Bilim adamları için gizem oluşturan ikinci buluntu grubu, insanın Dünya'da ortaya çıkışının şu anda kabul edilen zamanından sonra yaratılan eserlerden oluşuyor. Ancak onları yaratmak için kullanılan teknolojiler bizim tarafımızdan nispeten yakın zamanda tanındı veya hala bilinmiyor. Bu grubun en ünlü buluntusu, 1927 yılında Belize'de Maya şehri Lubaantum'da yapılan kazılar sırasında bulunan kristal bir kafatasıdır. Kafatası bir parça saf kuvarstan oyulmuştur ve 12x18x12 santimetre boyutlarındadır. 1970 yılında kafatası Hewlett-Packard laboratuvarında analiz edildi. Sonuçlar baş döndürücüydü. Kafatası, modern kristalografide mümkün olmayan, doğal kristal eksenine saygı gösterilmeden yaratılmıştır. Kafatası üzerinde çalışırken hiçbir metal alet kullanılmadı. Restoratörlere göre, kuvars ilk önce bir elmas keski ile kesildi, ardından daha kapsamlı bir işlem için silika kristalli kum kullanıldı. İnanılmaz bir sabır örneği olarak algılanabilecek veya bizim bilmediğimiz yüksek teknolojilerin kullanımını tanıyabilecek kafatası üzerinde çalışmak için yaklaşık üç yüz yıl harcandı. Hewlett-Packard uzmanlarından biri, kristal bir kafatası yaratmanın beceri, sabır ve zaman meselesi olmadığını, bunun kesinlikle imkansız olduğunu söyledi.

Fosil çivi

Bununla birlikte, çoğu zaman kayalarda bulunan nesneler görünüş olarak çivilere ve cıvatalara benzer. 16. yüzyılda Peru Genel Valisi, yerel bir madende bulunan 18 santimetrelik çelik çivinin sıkıca tutturulduğu bir kaya parçasını ofisinde tutuyordu. 1869'da Nevada'da, büyük derinliklerden çıkarılan bir feldspat parçasının içinde 5 santimetre uzunluğunda metal bir vida bulundu. Şüpheciler, bunların ve diğer birçok nesnenin ortaya çıkmasının doğal nedenlerle açıklanabileceğine inanıyor: mineral çözeltilerin ve eriyiklerin özel bir tür kristalleşmesi, kristaller arasındaki boşluklarda pirit çubuklarının oluşumu.
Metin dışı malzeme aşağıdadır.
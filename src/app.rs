//! Application shell and eframe integration.
//!
//! Owns the simulation state and drives the per-frame sequence: drain
//! ingested records, tick the clock, sweep marker opacities, advance
//! the globe spin, recompute the sun, then paint the view and the
//! overlay panels.

use eframe::egui;
use egui::mutex::Mutex;
use nalgebra::{Matrix3, Vector3};
use std::path::PathBuf;
use std::sync::Arc;

use crate::data::EventStream;
use crate::drawing::{draw_globe_view, GlobeViewFlags};
use crate::markers::MarkerRegistry;
use crate::math::spin_matrix;
use crate::renderer::GlobeRenderer;
use crate::settings::ViewSettings;
use crate::shading::render_globe_image;
use crate::stats::Region;
use crate::texture::{load_glow_sprite, TextureSet};
use crate::time::{sun_direction, SimulationClock};

/// Window clear color behind the globe (#000011).
pub(crate) const BACKGROUND_COLOR: egui::Color32 = egui::Color32::from_rgb(0, 0, 17);

/// Spin step applied once per frame, not per second: visual rotation
/// speed deliberately tracks the display refresh rate while marker
/// timing stays wall-clock.
const ROTATION_STEP_PER_FRAME: f64 = 0.0001;
/// Starting orientation of the globe, radians about the polar axis.
const INITIAL_GLOBE_ROTATION: f64 = 120.0;

const CPU_RENDER_SIZE: usize = 512;

/// The mutable clock/sun/spin trio every frame step reads or advances.
pub(crate) struct SimulationState {
    pub clock: SimulationClock,
    pub sun_direction: Vector3<f64>,
    pub globe_rotation: f64,
}

pub(crate) struct App {
    sim: SimulationState,
    registry: MarkerRegistry,
    events: EventStream,
    settings: ViewSettings,
    textures: TextureSet,
    renderer: Option<Arc<Mutex<GlobeRenderer>>>,
    rotation: Matrix3<f64>,
    start_timestamp: chrono::DateTime<chrono::Utc>,
    sprite_image: Option<egui::ColorImage>,
    sprite_handle: Option<egui::TextureHandle>,
    cpu_globe_handle: Option<egui::TextureHandle>,
}

impl App {
    pub(crate) fn new(cc: &eframe::CreationContext<'_>, data_path: PathBuf) -> Self {
        let gl = cc.gl.as_ref().expect("glow backend required");

        let textures = TextureSet::load();
        let renderer = {
            let mut renderer = GlobeRenderer::new(gl);
            renderer.upload_day_texture(gl, &textures.day);
            if let Some(night) = &textures.night {
                renderer.upload_night_texture(gl, night);
            }
            if let Some(mask) = &textures.specular_clouds {
                renderer.upload_specular_clouds_texture(gl, mask);
            }
            Some(Arc::new(Mutex::new(renderer)))
        };

        let sprite_image = match load_glow_sprite() {
            Ok(image) => Some(image),
            Err(e) => {
                log::warn!("glow sprite unavailable, markers fall back to points: {}", e);
                None
            }
        };

        Self {
            sim: SimulationState {
                clock: SimulationClock::new(),
                sun_direction: Vector3::new(0.0, 0.0, 1.0),
                globe_rotation: INITIAL_GLOBE_ROTATION,
            },
            registry: MarkerRegistry::new(),
            events: EventStream::spawn(data_path),
            settings: ViewSettings::default(),
            textures,
            renderer,
            rotation: Matrix3::identity(),
            start_timestamp: chrono::Utc::now(),
            sprite_image,
            sprite_handle: None,
            cpu_globe_handle: None,
        }
    }

    fn ingest_pending(&mut self) {
        for record in self.events.drain() {
            if let Err(rejection) = self.registry.ingest(&record) {
                log::warn!("rejected event record: {}", rejection);
            }
        }
    }

    fn show_overlay_panel(&mut self, ctx: &egui::Context) {
        egui::SidePanel::left("control_panel")
            .resizable(false)
            .default_width(190.0)
            .show(ctx, |ui| {
                let elapsed = self.sim.clock.display_elapsed();
                ui.add_space(6.0);
                // Capped seconds, shown with a minutes label.
                ui.label(
                    egui::RichText::new(format!("Elapsed Time: {:.1} minutes", elapsed)).strong(),
                );
                if ui.button("Reset day").clicked() {
                    self.sim.clock.reset();
                }

                ui.separator();
                for region in Region::ALL {
                    ui.label(format!("{}: {}", region.label(), region.count_at(elapsed)));
                }

                ui.separator();
                ui.label(format!(
                    "{} markers ({} rejected)",
                    self.registry.len(),
                    self.registry.rejected()
                ));

                ui.separator();
                self.settings.show(ui);
            });
    }
}

impl eframe::App for App {
    fn update(&mut self, ctx: &egui::Context, _frame: &mut eframe::Frame) {
        ctx.request_repaint();

        self.ingest_pending();

        let dt = ctx.input(|i| i.stable_dt) as f64;
        self.sim.clock.tick(dt);

        let elapsed = self.sim.clock.display_elapsed();
        if !self.sim.clock.at_cap() {
            self.registry.advance(elapsed);
        }

        self.sim.globe_rotation += ROTATION_STEP_PER_FRAME;

        self.sim.sun_direction = if self.settings.animate_sun {
            let timestamp = self.start_timestamp + chrono::Duration::seconds(elapsed as i64);
            sun_direction(timestamp)
        } else {
            Vector3::new(0.0, 0.0, 1.0)
        };

        if self.sprite_handle.is_none() {
            if let Some(image) = self.sprite_image.take() {
                self.sprite_handle = Some(ctx.load_texture(
                    "glow_sprite",
                    image,
                    egui::TextureOptions::LINEAR,
                ));
            }
        }

        self.show_overlay_panel(ctx);

        let spin = spin_matrix(self.sim.globe_rotation);
        let sun_body = spin.transpose() * self.sim.sun_direction;
        let sun_body_f32 = [sun_body.x as f32, sun_body.y as f32, sun_body.z as f32];

        if !self.settings.use_gpu_rendering {
            let inv_rotation = (self.rotation * spin).transpose();
            let image = render_globe_image(
                &self.textures.day,
                self.textures.night.as_ref(),
                self.textures.specular_clouds.as_ref(),
                &inv_rotation,
                &sun_body,
                CPU_RENDER_SIZE,
                self.settings.show_clouds,
                self.settings.show_day_night,
                self.settings.show_atmosphere,
            );
            match &mut self.cpu_globe_handle {
                Some(handle) => handle.set(image, egui::TextureOptions::LINEAR),
                None => {
                    self.cpu_globe_handle =
                        Some(ctx.load_texture("cpu_globe", image, egui::TextureOptions::LINEAR));
                }
            }
        }

        egui::CentralPanel::default()
            .frame(egui::Frame::default().fill(BACKGROUND_COLOR))
            .show(ctx, |ui| {
                let size = ui.available_size();
                let flags = GlobeViewFlags {
                    show_clouds: self.settings.show_clouds,
                    show_day_night: self.settings.show_day_night,
                    show_atmosphere: self.settings.show_atmosphere,
                    use_gpu_rendering: self.settings.use_gpu_rendering,
                };
                let (rotation, zoom) = draw_globe_view(
                    ui,
                    "globe_view",
                    self.renderer.as_ref(),
                    self.cpu_globe_handle.as_ref(),
                    self.registry.markers(),
                    self.sprite_handle.as_ref(),
                    self.rotation,
                    &spin,
                    sun_body_f32,
                    self.settings.zoom,
                    flags,
                    size.x,
                    size.y,
                    BACKGROUND_COLOR,
                );
                self.rotation = rotation;
                self.settings.zoom = zoom;
            });
    }

    fn on_exit(&mut self, gl: Option<&eframe::glow::Context>) {
        if let (Some(gl), Some(renderer)) = (gl, &self.renderer) {
            renderer.lock().destroy(gl);
        }
    }
}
Ancak pirit demir sülfürdür ve kırıldığında sarı renktedir (bu nedenle sıklıkla altınla karıştırılır) ve açıkça tanımlanmış bir kübik yapıya sahiptir. Buluntuların görgü tanıkları, bazen pasla kaplı demir çivilerden açıkça bahsediyor ve pirit oluşumlarına demir yerine altın denmesi daha olası. Ayrıca çubuk şeklindeki NIO'ların belemnitlerin (dinozorlarla aynı zamanda yaşayan omurgasız deniz hayvanları) fosilleşmiş iskeletleri olduğu varsayımı da var. Ancak belemnitlerin kalıntıları yalnızca tortul kayalarda bulunur ve asla feldspat gibi ana kayalarda bulunmaz. Ayrıca belirgin bir iskelet şekline sahiptirler ve onları başka bir şeyle karıştırmak imkansızdır. Bazen çivi şeklindeki NIO'ların, yıldırım çarpan kayaların ürettiği erimiş meteorit veya fulgurit (yıldırım) parçaları olduğu iddia edilir. Ancak milyonlarca yıl önce kalmış böyle bir parçayı veya izi bulmak son derece sorunludur. Çivi şeklindeki NIO'ların kökeni hakkında hala tartışılabilirken, bazı buluntulara omuz silkmek mümkün.

Antik pil

1936'da Bağdat Arkeoloji Müzesi'nde çalışan Alman bilim adamı Wilhelm König, Irak'ın başkenti yakınlarındaki eski bir Part yerleşiminin kazılarında bulunan tuhaf bir nesneyi getirdi. Yaklaşık 15 santimetre yüksekliğinde küçük bir kil vazoydu. İçinde bakır levhadan yapılmış bir silindir vardı, tabanı contalı bir kapakla kapatılmıştı ve silindirin üst kısmı da silindirin merkezine yönlendirilmiş bir demir çubuğu tutan bir reçine tabakasıyla kaplanmıştı. Bütün bunlardan Dr. Koenig, önünde Galvani ve Volta'nın keşiflerinden neredeyse iki bin yıl önce yaratılmış bir elektrik pili olduğu sonucuna vardı. Mısırbilimci Arne Eggebrecht bulgunun tam bir kopyasını çıkardı, bir vazoya şarap sirkesi döktü ve 0,5 V voltaj gösteren bir ölçüm cihazını bağladı. Muhtemelen eski insanlar, nesnelere ince bir altın tabakası uygulamak için elektrik kullanıyorlardı.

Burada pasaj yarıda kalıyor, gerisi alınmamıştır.